Le juste slogan “à travail égal, salaire égal” a comme corollaire tout aussi juste “à travail différent, salaire différent”

C’est sans doute là que, sur le plan des principes, le système de l’allocation universelle trouve sa principale faiblesse. Le capitalisme, avec ses qualités et ses défauts, a comme caractéristique essentielle que le revenu de chacun est la contrepartie de son travail, fixée en fonction de l’utilité que les autres y trouvent ou croient y trouver.

L’octroi d’une allocation universelle casserait le lien nécessaire qui existe actuellement entre le revenu perçu et les richesses créées. Pour une part substantielle, le revenu de tout le monde, et non seulement de ceux qui ont le cas échéant des besoins réels à satisfaire, serait fonction de décisions politiques, dont celle de fixer le montant de la rente, et plus du fait de créer des richesses dont profitent les autres. Ce serait le triomphe des “moyens politiques” sur les “moyens économiques” de bénéficier de revenus.
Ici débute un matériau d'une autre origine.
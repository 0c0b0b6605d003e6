//! Virtual walls between a handle and a cursor built from unilateral springs.

use crate::error::HapticError;
use crate::float::Float;
use crate::law::{ForceLaw, UnilateralSpring};
use alloc::vec::Vec as AllocVec;

/// Which side of the cursor the handle sits on.
#[derive(Copy, Clone, Debug, PartialEq, Eq, Default)]
pub enum Orientation {
    /// Handle below the cursor (negative positions).
    #[default]
    Below,
    /// Handle above the cursor; every coefficient and offset is negated.
    Above,
}

impl Orientation {
    pub fn sign<F: Float>(self) -> F {
        match self {
            Orientation::Below => F::one(),
            Orientation::Above => -F::one(),
        }
    }
}

/// Parameters for a handle/cursor contact.
#[derive(Copy, Clone, Debug, PartialEq)]
pub struct ContactConfig<F: Float> {
    /// Spring stiffness `k`.
    pub stiffness: F,
    /// Contact distance between body centres (two radii).
    pub offset: F,
    /// Fraction of the handle-side force returned to the cursor, in [0, 1].
    pub restitution_loss: F,
    /// Extra gain on the cursor's return force when the handle pushes.
    pub push: F,
    /// Extra gain on the cursor's return force when the handle pulls.
    pub pull: F,
}

impl<F: Float> Default for ContactConfig<F> {
    fn default() -> Self {
        ContactConfig {
            stiffness: F::from_f64(5.0),
            offset: F::from_f64(0.1),
            restitution_loss: F::from_f64(0.9),
            push: F::one(),
            pull: F::one(),
        }
    }
}

impl<F: Float> ContactConfig<F> {
    pub fn validate(&self) -> Result<(), HapticError> {
        for (name, v) in [
            ("stiffness", self.stiffness),
            ("contact offset", self.offset),
            ("push gain", self.push),
            ("pull gain", self.pull),
        ] {
            if !v.is_finite() {
                return Err(HapticError::non_finite(name));
            }
        }
        let loss = self.restitution_loss;
        if !loss.is_finite() || loss < F::zero() || loss > F::one() {
            return Err(HapticError::InvalidRestitution);
        }
        Ok(())
    }
}

/// The four springs that make a handle feel a pair of walls around a cursor.
///
/// The handle side uses the full stiffness; the cursor side is attenuated by
/// the restitution loss and the push/pull gains.
pub struct ContactPair<F: Float> {
    pub handle: usize,
    pub cursor: usize,
    pub orientation: Orientation,
    pub config: ContactConfig<F>,
}

impl<F: Float> ContactPair<F> {
    pub fn new(handle: usize, cursor: usize, orientation: Orientation, config: ContactConfig<F>) -> Self {
        ContactPair { handle, cursor, orientation, config }
    }

    pub fn springs(&self) -> [UnilateralSpring<F>; 4] {
        let s = self.orientation.sign::<F>();
        let c = &self.config;
        let k = c.stiffness * s;
        let d = c.offset * s;
        let returned = k * c.restitution_loss;
        [
            UnilateralSpring::new(self.handle, self.cursor, -k, -d),
            UnilateralSpring::new(self.cursor, self.handle, returned * c.push, d),
            UnilateralSpring::new(self.handle, self.cursor, k, d),
            UnilateralSpring::new(self.cursor, self.handle, -returned * c.pull, -d),
        ]
    }

    pub fn laws(&self) -> AllocVec<ForceLaw<F>> {
        self.springs().into_iter().map(ForceLaw::UnilateralSpring).collect()
    }
}
//! Cooperative cancellation shared between the loop and its host.

use alloc::sync::Arc;
use core::sync::atomic::{AtomicUsize, Ordering};

/// Outcome of a stop request.
#[derive(Copy, Clone, Debug, PartialEq, Eq)]
pub enum StopRequest {
    /// The loop will exit after its current iteration.
    First,
    /// A stop was already pending; the host should terminate immediately.
    Repeated,
}

/// Stop flag checked by the control loop at each iteration boundary.
///
/// Clones share state: hand one to the interrupt handler and one to the
/// loop.
#[derive(Clone, Debug, Default)]
pub struct StopFlag {
    requests: Arc<AtomicUsize>,
}

impl StopFlag {
    pub fn new() -> Self {
        Self::default()
    }

    pub fn request(&self) -> StopRequest {
        match self.requests.fetch_add(1, Ordering::SeqCst) {
            0 => StopRequest::First,
            _ => StopRequest::Repeated,
        }
    }

    pub fn is_stopped(&self) -> bool {
        self.requests.load(Ordering::SeqCst) > 0
    }
}
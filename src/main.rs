use anyhow::{Context, Result};
use clap::Parser;
use hapticsim::{
    ControlLoop, LogRenderer, LoopConfig, MonotonicClock, NoOpObserver, SimulatedDevice,
    StopFlag, StopRequest,
};

mod logging;

/// Drive a haptic handle against a virtual cursor and report loop timing
#[derive(Parser)]
#[command(author, version, about, long_about = None)]
struct Args {
    /// Enable verbose logging
    #[arg(short, long)]
    verbose: bool,

    /// Device index to open
    #[arg(long, default_value_t = 0)]
    device: u32,

    /// Target loop rate in Hz
    #[arg(long, default_value_t = 1600)]
    rate: u32,

    /// Contact spring stiffness
    #[arg(long, default_value_t = 5.0)]
    stiffness: f64,

    /// Fraction of contact force returned to the cursor, in [0, 1]
    #[arg(long, default_value_t = 0.9)]
    restitution: f64,

    /// Viscous damping on the cursor
    #[arg(long, default_value_t = 0.1)]
    damping: f64,

    /// Contact distance between handle and cursor centres
    #[arg(long, default_value_t = 0.1)]
    offset: f64,

    /// Cursor return gain while the handle pushes
    #[arg(long, default_value_t = 1.0)]
    push: f64,

    /// Cursor return gain while the handle pulls
    #[arg(long, default_value_t = 1.0)]
    pull: f64,

    /// Place the handle above the cursor and mirror the device axis
    #[arg(long)]
    mirrored: bool,

    /// Firmware image to load
    #[arg(long, default_value = hapticsim::config::DEFAULT_FIRMWARE)]
    firmware: String,

    /// Skip firmware loading
    #[arg(long)]
    no_firmware: bool,

    /// Stop after this many iterations
    #[arg(long)]
    iterations: Option<u64>,
}

impl Args {
    fn config(&self) -> LoopConfig {
        let mut config = LoopConfig::new()
            .with_target_rate(self.rate)
            .with_stiffness(self.stiffness)
            .with_restitution_loss(self.restitution)
            .with_damping(self.damping)
            .with_contact_offset(self.offset)
            .with_push_pull(self.push, self.pull)
            .with_firmware((!self.no_firmware).then(|| self.firmware.clone()));
        if self.mirrored {
            config = config.mirrored();
        }
        if let Some(n) = self.iterations {
            config = config.with_max_iterations(n);
        }
        config
    }
}

fn main() -> Result<()> {
    let args = Args::parse();
    logging::init(args.verbose);

    let config = args.config();
    config.validate().context("invalid loop configuration")?;

    let stop = StopFlag::new();
    let handler_flag = stop.clone();
    ctrlc::set_handler(move || match handler_flag.request() {
        StopRequest::First => log::info!("quitting (interrupt again to force)"),
        StopRequest::Repeated => std::process::exit(130),
    })
    .context("failed to install interrupt handler")?;

    let mapping = config.mapping;
    let device = SimulatedDevice::open(args.device, mapping.axis, mapping.lower, mapping.upper)
        .with_context(|| format!("no haptic device at index {}", args.device))?;

    let mut control = ControlLoop::new(config, device, LogRenderer::default(), MonotonicClock::new())
        .context("failed to start control loop")?;

    let summary = control.run(&stop, &mut NoOpObserver);
    control.shutdown();

    log::info!(
        "{} iterations, {} device faults, {} late frames, last rate {} Hz",
        summary.iterations,
        summary.fault_polls,
        summary.late_frames,
        summary.observed_rate
    );
    Ok(())
}
//! The real-time control loop: device in, simulation, force out, pace.

use crate::cancel::StopFlag;
use crate::config::LoopConfig;
use crate::contact::{ContactPair, Orientation};
use crate::device::{Axis, DeviceStatus, HapticDevice, Indicators};
use crate::error::HapticError;
use crate::law::{self, Damping, ForceLaw};
use crate::observer::LoopObserver;
use crate::pacer::{Clock, FramePacer};
use crate::point_mass::PointMass;
use crate::render::Renderer;
use crate::scene::Scene;
use alloc::format;

/// Maps one device axis onto the handle's simulation coordinate.
///
/// The physical range `[lower, upper]` becomes `[-1, 1]`; an `Above`
/// orientation mirrors both position and the returned force.
#[derive(Copy, Clone, Debug, PartialEq)]
pub struct HandleMapping {
    pub axis: Axis,
    pub lower: f64,
    pub upper: f64,
    pub orientation: Orientation,
}

impl Default for HandleMapping {
    fn default() -> Self {
        HandleMapping {
            axis: Axis::Z,
            lower: 0.075,
            upper: 0.175,
            orientation: Orientation::Below,
        }
    }
}

impl HandleMapping {
    pub fn validate(&self) -> Result<(), HapticError> {
        if !self.lower.is_finite() || !self.upper.is_finite() || self.lower >= self.upper {
            return Err(HapticError::InvalidRange);
        }
        Ok(())
    }

    /// Device position to simulation units.
    pub fn to_sim(&self, position: [f64; 3]) -> f64 {
        let centre = (self.lower + self.upper) / 2.0;
        let half_range = (self.upper - self.lower) / 2.0;
        (position[self.axis.index()] - centre) / half_range * self.orientation.sign::<f64>()
    }

    /// Handle reaction force to a device force command.
    pub fn to_device(&self, force: f64) -> [f64; 3] {
        self.axis.vector(force * self.orientation.sign::<f64>())
    }
}

#[derive(Copy, Clone, Debug, PartialEq, Eq)]
pub enum LoopState {
    Running,
    /// Terminal; the loop only shuts down from here.
    Stopped,
}

/// What one iteration saw and did.
#[derive(Copy, Clone, Debug, PartialEq)]
pub struct IterationReport {
    /// Zero-based iteration index.
    pub frame: u64,
    pub status: DeviceStatus,
    pub handle_position: f64,
    pub cursor_position: f64,
    /// Force commanded to the device, in simulation orientation.
    pub handle_force: f64,
    pub observed_rate: u32,
}

/// Totals for a completed run.
#[derive(Copy, Clone, Debug, Default, PartialEq)]
pub struct RunSummary {
    pub iterations: u64,
    /// Polls that returned a non-zero status.
    pub fault_polls: u64,
    pub late_frames: u64,
    pub observed_rate: u32,
}

/// Single-threaded haptic loop over a device, a renderer and a clock.
pub struct ControlLoop<D: HapticDevice, R: Renderer, C: Clock> {
    config: LoopConfig,
    device: D,
    renderer: R,
    pacer: FramePacer<C>,
    scene: Scene<f64>,
    handle: usize,
    cursor: usize,
    state: LoopState,
    iterations: u64,
    fault_polls: u64,
    indicators: Indicators,
}

impl<D: HapticDevice, R: Renderer, C: Clock> ControlLoop<D, R, C> {
    /// Validate `config`, load firmware and build the scene.
    ///
    /// Configuration errors are returned before the device is touched. A
    /// firmware load failure is only logged; the device may still work.
    pub fn new(config: LoopConfig, mut device: D, renderer: R, clock: C) -> Result<Self, HapticError> {
        config.validate()?;

        let mut scene = Scene::new();
        let handle = scene.add_body(PointMass::kinematic(config.handle_start));
        let cursor = scene.add_body(PointMass::new(config.cursor_mass, config.cursor_start)?);
        let contact = ContactPair::new(handle, cursor, config.mapping.orientation, config.contact);
        scene.add_laws(contact.laws())?;
        scene.add_law(ForceLaw::Damping(Damping::new(cursor, config.damping)))?;

        if let Some(path) = config.firmware.as_deref() {
            let status = device.load_firmware(path);
            if status.is_ok() {
                log::debug!("firmware {} loaded", path);
            } else {
                log::warn!("firmware {} failed to load ({}), continuing", path, status);
            }
        }

        let indicators = Indicators { green: true, ..Indicators::OFF };
        device.set_indicators(indicators);

        log::debug!(
            "control loop ready: {} Hz, k = {}, loss = {}, damping = {}",
            config.target_rate_hz,
            config.contact.stiffness,
            config.contact.restitution_loss,
            config.damping
        );

        let pacer = FramePacer::with_window(clock, config.rate_window_ms);
        Ok(ControlLoop {
            config,
            device,
            renderer,
            pacer,
            scene,
            handle,
            cursor,
            state: LoopState::Running,
            iterations: 0,
            fault_polls: 0,
            indicators,
        })
    }

    /// Run one full iteration regardless of state.
    pub fn iterate<O: LoopObserver>(&mut self, observer: &mut O) -> IterationReport {
        let status = self.device.poll_io();
        if !status.is_ok() {
            self.fault_polls += 1;
            log::warn!("device poll returned {} at frame {}", status, self.iterations);
            observer.on_device_status(status);
        }
        self.show_status(status);

        let sim_position = self.config.mapping.to_sim(self.device.position());
        law::bind_position(self.scene.body_mut(self.handle), sim_position, 0.0, 1.0);

        self.scene.step(self.config.time_step(), observer);

        let handle_force = self.scene.body(self.handle).applied_force;
        self.device.set_force(self.config.mapping.to_device(handle_force));

        let observed_rate = self.pacer.advance(self.config.target_rate_hz);

        let report = IterationReport {
            frame: self.iterations,
            status,
            handle_position: self.scene.body(self.handle).position,
            cursor_position: self.scene.body(self.cursor).position,
            handle_force,
            observed_rate,
        };
        self.draw_overlay(&report);
        log::trace!(
            "{}FPS - handle {:.2} cursor {:.2} force {:.3}",
            observed_rate,
            report.handle_position,
            report.cursor_position,
            handle_force
        );

        self.iterations += 1;
        observer.on_iteration(&report);
        report
    }

    /// Iterate until `stop` is raised or the iteration limit is reached.
    ///
    /// The flag is checked between iterations, so the iteration in flight
    /// always completes. Leaves the loop in [`LoopState::Stopped`].
    pub fn run<O: LoopObserver>(&mut self, stop: &StopFlag, observer: &mut O) -> RunSummary {
        log::info!("control loop running at {} Hz", self.config.target_rate_hz);
        while self.state == LoopState::Running {
            if stop.is_stopped() {
                log::info!("stop requested after {} iterations", self.iterations);
                self.state = LoopState::Stopped;
                break;
            }
            if self.config.max_iterations.is_some_and(|max| self.iterations >= max) {
                log::info!("iteration limit {} reached", self.iterations);
                self.state = LoopState::Stopped;
                break;
            }
            self.iterate(observer);
        }
        self.summary()
    }

    /// Zero the force command, turn the indicators off and close the device.
    pub fn shutdown(mut self) -> D {
        self.state = LoopState::Stopped;
        self.device.set_force([0.0; 3]);
        self.device.set_indicators(Indicators::OFF);
        self.device.close();
        log::debug!("device closed after {} iterations", self.iterations);
        self.device
    }

    pub fn summary(&self) -> RunSummary {
        RunSummary {
            iterations: self.iterations,
            fault_polls: self.fault_polls,
            late_frames: self.pacer.late_frames(),
            observed_rate: self.pacer.observed_rate(),
        }
    }

    fn show_status(&mut self, status: DeviceStatus) {
        let indicators = Indicators {
            red: !status.is_ok(),
            green: status.is_ok(),
            blue: false,
        };
        if indicators != self.indicators {
            self.device.set_indicators(indicators);
            self.indicators = indicators;
        }
    }

    fn draw_overlay(&mut self, report: &IterationReport) {
        self.renderer.clear();
        self.renderer.draw_text(0, 0, &format!("{}FPS", report.observed_rate));
        self.renderer.draw_text(
            0,
            10,
            &format!(
                "handle {:+.2} cursor {:+.2} force {:+.3}",
                report.handle_position, report.cursor_position, report.handle_force
            ),
        );
        if !report.status.is_ok() {
            self.renderer.draw_text(0, 20, &format!("device {}", report.status));
        }
        self.renderer.present();
    }

    pub fn state(&self) -> LoopState { self.state }
    pub fn iterations(&self) -> u64 { self.iterations }
    pub fn config(&self) -> &LoopConfig { &self.config }
    pub fn scene(&self) -> &Scene<f64> { &self.scene }
    pub fn pacer(&self) -> &FramePacer<C> { &self.pacer }
    pub fn device(&self) -> &D { &self.device }
    pub fn renderer(&self) -> &R { &self.renderer }
    pub fn handle(&self) -> &PointMass<f64> { self.scene.body(self.handle) }
    pub fn cursor(&self) -> &PointMass<f64> { self.scene.body(self.cursor) }
}
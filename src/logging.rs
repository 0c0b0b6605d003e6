use env_logger::{Builder, Env};
use log::LevelFilter;

/// Initializes the global logger for the `hapticsim` binary.
///
/// `RUST_LOG` wins when set. Otherwise `--verbose` selects debug level and
/// the default is info. Per-iteration loop records and the overlay are
/// logged at trace level, so they need `RUST_LOG=trace`. Timestamps carry
/// milliseconds.
pub fn init(verbose: bool) {
    let level = if verbose {
        LevelFilter::Debug
    } else {
        LevelFilter::Info
    };

    let env = Env::default().default_filter_or(level.to_string());
    let mut builder = Builder::from_env(env);
    builder.format_timestamp_millis();

    // `try_init` only fails if a logger was already set.
    let _ = builder.try_init();
}
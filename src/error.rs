//! Error types for simulation setup and device bring-up.

use thiserror::Error;

/// Errors that prevent the control loop from starting.
///
/// Everything here is detected at construction time. Per-iteration device
/// trouble is reported through [`DeviceStatus`](crate::device::DeviceStatus)
/// instead and never stops a running loop.
#[derive(Debug, Clone, PartialEq, Error)]
pub enum HapticError {
    /// Mass must be non-negative and finite.
    #[error("mass must be non-negative and finite")]
    InvalidMass,
    /// Time step must be positive and finite.
    #[error("time step must be positive and finite")]
    InvalidTimeStep,
    /// Target rate must be positive when the loop integrates with `1 / rate`.
    #[error("target rate must be positive")]
    InvalidRate,
    /// A coefficient or position was NaN or infinite.
    #[error("{name} must be finite")]
    InvalidCoefficient {
        /// Name of the offending parameter.
        name: &'static str,
    },
    /// Restitution loss must lie in [0, 1].
    #[error("restitution loss must be in [0, 1]")]
    InvalidRestitution,
    /// Handle range must be non-empty.
    #[error("handle range must satisfy min < max")]
    InvalidRange,
    /// Rate-estimation window must be at least one millisecond.
    #[error("rate window must be at least 1 ms")]
    InvalidWindow,
    /// A scripted law referenced a body that does not exist.
    #[error("body index {index} out of bounds (count: {count})")]
    BodyOutOfBounds {
        /// Requested body index.
        index: usize,
        /// Number of bodies in the scene.
        count: usize,
    },
    /// The haptic device could not be opened.
    #[error("failed to open haptic device {index}")]
    DeviceOpen {
        /// Device index passed to `open`.
        index: u32,
    },
}

impl HapticError {
    /// Creates a non-finite coefficient error.
    #[must_use]
    pub const fn non_finite(name: &'static str) -> Self {
        Self::InvalidCoefficient { name }
    }
}
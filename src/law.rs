//! Force laws: damping, unilateral contact springs, positional binding and
//! position limits.
//!
//! Force laws only read positions and velocities and add into
//! `queued_force`, so they commute with each other. Positional laws
//! ([`bind_position`], [`position_limits`]) overwrite `position` and must run
//! before any force law that reads the same body.

use crate::float::Float;
use crate::point_mass::PointMass;

/// Linear viscous drag: queue `-coefficient * velocity`.
///
/// A negative coefficient injects energy and is only useful for
/// deliberately destabilising a run.
pub fn damping<F: Float>(target: &mut PointMass<F>, coefficient: F) {
    let force = target.velocity * -coefficient;
    target.queue_force(force);
}

/// Rigid positional constraint: `position = reference * proportion + offset`.
///
/// Ignores the target's velocity and queued force.
pub fn bind_position<F: Float>(target: &mut PointMass<F>, reference: F, offset: F, proportion: F) {
    target.position = reference * proportion + offset;
}

/// One-sided contact spring.
///
/// With `penetration = (reference + offset) - target.position`, force is
/// queued only when the penetration has the same sign as
/// `spring_coefficient`; the queued force is
/// `sign(k) * penetration * k`, i.e. `|k| * penetration`. A zero coefficient
/// never produces a non-zero force.
///
/// Returns the force that was queued (zero when the spring is slack).
pub fn unilateral_spring<F: Float>(
    target: &mut PointMass<F>,
    reference: F,
    spring_coefficient: F,
    offset: F,
) -> F {
    let penetration = (reference + offset) - target.position;
    if penetration.sign() != spring_coefficient.sign() {
        return F::zero();
    }
    let force = spring_coefficient.sign() * penetration * spring_coefficient;
    target.queue_force(force);
    force
}

/// Clamp position into `[lower, upper]`.
pub fn position_limits<F: Float>(target: &mut PointMass<F>, lower: F, upper: F) {
    target.position = target.position.clamp(lower, upper);
}

/// A scripted law between bodies of a [`Scene`](crate::scene::Scene),
/// addressed by index.
#[derive(Clone, Debug, PartialEq)]
pub enum ForceLaw<F: Float> {
    Damping(Damping<F>),
    Bind(Bind<F>),
    UnilateralSpring(UnilateralSpring<F>),
    Limits(Limits<F>),
}

#[derive(Clone, Debug, PartialEq)]
pub struct Damping<F: Float> {
    pub target: usize,
    pub coefficient: F,
}

#[derive(Clone, Debug, PartialEq)]
pub struct Bind<F: Float> {
    pub target: usize,
    pub reference: usize,
    pub offset: F,
    pub proportion: F,
}

#[derive(Clone, Debug, PartialEq)]
pub struct UnilateralSpring<F: Float> {
    pub target: usize,
    pub reference: usize,
    pub spring_coefficient: F,
    pub offset: F,
}

#[derive(Clone, Debug, PartialEq)]
pub struct Limits<F: Float> {
    pub target: usize,
    pub lower: F,
    pub upper: F,
}

impl<F: Float> Damping<F> {
    pub fn new(target: usize, coefficient: F) -> Self {
        Damping { target, coefficient }
    }
}

impl<F: Float> Bind<F> {
    pub fn new(target: usize, reference: usize, offset: F, proportion: F) -> Self {
        Bind { target, reference, offset, proportion }
    }
}

impl<F: Float> UnilateralSpring<F> {
    pub fn new(target: usize, reference: usize, spring_coefficient: F, offset: F) -> Self {
        UnilateralSpring { target, reference, spring_coefficient, offset }
    }
}

impl<F: Float> Limits<F> {
    pub fn new(target: usize, lower: F, upper: F) -> Self {
        Limits { target, lower, upper }
    }
}

impl<F: Float> ForceLaw<F> {
    /// True for laws that overwrite position rather than queue force.
    pub fn is_positional(&self) -> bool {
        matches!(self, ForceLaw::Bind(_) | ForceLaw::Limits(_))
    }

    /// Every body index this law touches.
    pub fn bodies(&self) -> [usize; 2] {
        match self {
            ForceLaw::Damping(l) => [l.target, l.target],
            ForceLaw::Bind(l) => [l.target, l.reference],
            ForceLaw::UnilateralSpring(l) => [l.target, l.reference],
            ForceLaw::Limits(l) => [l.target, l.target],
        }
    }

    /// Apply to `bodies`. Indices must be in range.
    pub fn apply(&self, bodies: &mut [PointMass<F>]) {
        match self {
            ForceLaw::Damping(l) => damping(&mut bodies[l.target], l.coefficient),
            ForceLaw::Bind(l) => {
                let reference = bodies[l.reference].position;
                bind_position(&mut bodies[l.target], reference, l.offset, l.proportion);
            }
            ForceLaw::UnilateralSpring(l) => {
                let reference = bodies[l.reference].position;
                unilateral_spring(&mut bodies[l.target], reference, l.spring_coefficient, l.offset);
            }
            ForceLaw::Limits(l) => position_limits(&mut bodies[l.target], l.lower, l.upper),
        }
    }
}
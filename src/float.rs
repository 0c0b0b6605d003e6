//! Floating-point abstraction trait for generic numeric operations.

use core::cmp::PartialOrd;
use core::ops::{Add, AddAssign, Div, Mul, Neg, Sub};

/// Trait abstracting the floating-point operations the simulation needs.
///
/// Implemented for `f32` and `f64`.
pub trait Float:
    Copy
    + Clone
    + PartialEq
    + PartialOrd
    + Add<Output = Self>
    + AddAssign
    + Sub<Output = Self>
    + Mul<Output = Self>
    + Div<Output = Self>
    + Neg<Output = Self>
    + Default
    + core::fmt::Debug
    + core::fmt::Display
{
    /// The additive identity (0.0).
    fn zero() -> Self;
    /// The multiplicative identity (1.0).
    fn one() -> Self;
    /// Minimum of two values.
    fn min(self, other: Self) -> Self;
    /// Maximum of two values.
    fn max(self, other: Self) -> Self;
    /// True unless NaN or infinite.
    fn is_finite(self) -> bool;
    /// Convert from f64. Constants are written as f64 so that the `f64`
    /// instantiation carries them exactly.
    fn from_f64(v: f64) -> Self;

    /// Three-valued sign: -1, 0 or +1.
    ///
    /// Unlike `f64::signum`, zero (of either sign) maps to zero. The contact
    /// law relies on this.
    fn sign(self) -> Self {
        if self > Self::zero() {
            Self::one()
        } else if self < Self::zero() {
            -Self::one()
        } else {
            Self::zero()
        }
    }

    /// Clamp self to [min, max].
    fn clamp(self, min: Self, max: Self) -> Self {
        self.max(min).min(max)
    }
}

impl Float for f32 {
    fn zero() -> Self { 0.0 }
    fn one() -> Self { 1.0 }
    fn min(self, other: Self) -> Self { if self < other { self } else { other } }
    fn max(self, other: Self) -> Self { if self > other { self } else { other } }
    fn is_finite(self) -> bool { f32::is_finite(self) }
    fn from_f64(v: f64) -> Self { v as f32 }
}

impl Float for f64 {
    fn zero() -> Self { 0.0 }
    fn one() -> Self { 1.0 }
    fn min(self, other: Self) -> Self { if self < other { self } else { other } }
    fn max(self, other: Self) -> Self { if self > other { self } else { other } }
    fn is_finite(self) -> bool { f64::is_finite(self) }
    fn from_f64(v: f64) -> Self { v }
}
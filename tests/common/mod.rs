//! Shared test doubles.
#![allow(dead_code)]

use hapticsim::Clock;
use std::cell::Cell;

/// Clock under test control. Every reading is counted and then advanced by
/// `step_ms`, so busy-waits terminate.
pub struct ScriptedClock {
    now_ms: Cell<f64>,
    step_ms: f64,
    reads: Cell<u64>,
}

impl ScriptedClock {
    pub fn fixed(now_ms: f64) -> Self {
        Self::stepping(now_ms, 0.0)
    }

    pub fn stepping(start_ms: f64, step_ms: f64) -> Self {
        ScriptedClock {
            now_ms: Cell::new(start_ms),
            step_ms,
            reads: Cell::new(0),
        }
    }

    pub fn set(&self, now_ms: f64) {
        self.now_ms.set(now_ms);
    }

    pub fn now(&self) -> f64 {
        self.now_ms.get()
    }

    pub fn reads(&self) -> u64 {
        self.reads.get()
    }
}

impl Clock for ScriptedClock {
    fn elapsed_ms(&self) -> f64 {
        let now = self.now_ms.get();
        self.now_ms.set(now + self.step_ms);
        self.reads.set(self.reads.get() + 1);
        now
    }
}

use hapticsim::{DeviceStatus, IterationReport, LoopObserver, Renderer, StopFlag};

/// Keeps every presented frame's text lines.
#[derive(Default)]
pub struct RecordingRenderer {
    pending: Vec<String>,
    pub frames: Vec<Vec<String>>,
}

impl Renderer for RecordingRenderer {
    fn clear(&mut self) {
        self.pending.clear();
    }

    fn draw_text(&mut self, _x: i32, _y: i32, text: &str) {
        self.pending.push(text.to_string());
    }

    fn present(&mut self) {
        self.frames.push(std::mem::take(&mut self.pending));
    }
}

/// Records statuses and reports; optionally raises a stop after a frame.
#[derive(Default)]
pub struct RecordingObserver {
    pub statuses: Vec<DeviceStatus>,
    pub reports: Vec<IterationReport>,
    pub laws_applied: u64,
    pub integrations: u64,
    pub stop_after: Option<(u64, StopFlag)>,
}

impl LoopObserver for RecordingObserver {
    fn on_laws_applied(&mut self) {
        self.laws_applied += 1;
    }

    fn on_integrate(&mut self) {
        self.integrations += 1;
    }

    fn on_device_status(&mut self, status: DeviceStatus) {
        self.statuses.push(status);
    }

    fn on_iteration(&mut self, report: &IterationReport) {
        self.reports.push(*report);
        if let Some((frame, stop)) = &self.stop_after {
            if report.frame == *frame {
                stop.request();
            }
        }
    }
}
Rapidement, les gouvernants comprendraient qu’ils ont toutes les chances d’augmenter leur force électorale en proposant des augmentations de la rente, censées profiter à tout le monde, au détriment de ceux qui travaillent ou qui investissent.

Déjà, dans notre système de “solidarité contrainte”, il est aisé, pour des gouvernants avec un peu de démagogie, d’acheter des voix en proposant des allocations, des subsides ou tout autre type de dépenses, qui satisfont certaines catégories. Qu’en serait-il s’il suffisait d’augmenter une allocation universelle pour contenter prétendument tout le monde ?

Poussée à l’extrême, la méthode aboutirait à un égalitarisme de plus en plus forcené. Or, il est bon de rappeler que le juste slogan “à travail égal, salaire égal” a comme corollaire tout aussi juste “à travail différent, salaire différent”.